Meknes, a walled city. occupies a plateau overlooking the Bouefekrane River, which divides the medina from the Ville Nouvelle.  Meknes' three sets of imposing walls. architectural Royal Granaries, symmetrical Bab Mansour, and spectacular palaces are highlights in this well-preserved imperial city.  Less inundated with tourists and more provincial than Fez, Meknes offers a low-key initiation into the Moroccan processes of shopping and bargaining.  The pace is slower than Fez and less chaotic.  Whether it was post-Moulay Ismail exhaustion or the 1755 earthquake that quieted Meknes down, the result is a pleasant middle ground between the Fez brouhaha and the business-as-usual European ambiance of Rabat.

Moulay Ismail Mausoleum
One of four sacred sites in Morocco open to non-Muslims (the others are Casablanca's Hassan II, Rabat's Mohammed V Mausoleum, and Rissani's Zaouia of Moulay Ali Sherif), this mausoleum was opened to non-Muslims by King Mohammed V (grandfather of Mohammed VI) in honor of Ismail's ecumenical instincts.

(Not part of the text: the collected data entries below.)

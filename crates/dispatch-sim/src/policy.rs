//! The `NextWaypointPolicy` trait — what happens when a driver arrives.

use dispatch_core::{DispatchRng, PlanePoint, SimParams};
use dispatch_fleet::Driver;

/// Pluggable arrival decision.
///
/// The simulator never decides on its own what an arrived driver does next;
/// it asks the policy.  `Some(point)` issues a new destination (a multi-stop
/// route placeholder), `None` terminates movement and the driver is released
/// back to idle.
///
/// Implementations must be `Send` — the policy is owned by the tick task.
pub trait NextWaypointPolicy: Send {
    fn next_waypoint(&mut self, driver: &Driver) -> Option<PlanePoint>;
}

// ── TerminateRoute ────────────────────────────────────────────────────────────

/// Production behavior: every arrival ends the route and releases the driver.
/// Subsequent stops come from fresh dispatch cycles, not from the simulator.
pub struct TerminateRoute;

impl NextWaypointPolicy for TerminateRoute {
    fn next_waypoint(&mut self, _driver: &Driver) -> Option<PlanePoint> {
        None
    }
}

// ── RandomWaypoint ────────────────────────────────────────────────────────────

/// Reference demo behavior: every arrival picks a fresh pseudo-random
/// waypoint in the inner waypoint square, keeping drivers perpetually in
/// motion.  A visual stand-in for "en route to the next delivery" — not a
/// routing decision.
pub struct RandomWaypoint {
    rng: DispatchRng,
    min: f32,
    max: f32,
}

impl RandomWaypoint {
    /// Waypoints are drawn uniformly from
    /// `[params.waypoint_min, params.waypoint_max]²`.
    pub fn new(rng: DispatchRng, params: &SimParams) -> Self {
        Self {
            rng,
            min: params.waypoint_min,
            max: params.waypoint_max,
        }
    }
}

impl NextWaypointPolicy for RandomWaypoint {
    fn next_waypoint(&mut self, _driver: &Driver) -> Option<PlanePoint> {
        let x = self.rng.gen_range(self.min..=self.max);
        let y = self.rng.gen_range(self.min..=self.max);
        Some(PlanePoint::new(x, y))
    }
}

An admirer of France's King Louis XIV—who, in turn, considered the sultan an important ally—Moulay Ismail developed close ties with Europe and signed commercial treaties even as he battled to eject the Portuguese from their coastal strongholds at Asilah, Essaouira, and Larache. The mausoleum's site once held Meknès's Palais de Justice (Courthouse), and Moulay Ismail deliberately chose it as his resting place with hopes he would be judged in his own court by his own people. The deep ochre-hue walls inside lead to the sultan's private sanctuary, on the left, heavily decorated with colorful geometric zellijtiling. At the end of the larger inner courtyard, you must remove your shoes to enter the sacred chamber with Moulay Ismail's tomb, surrounded by hand-carved cedar-and-stucco walls, intricate mosaics, and a central fountain.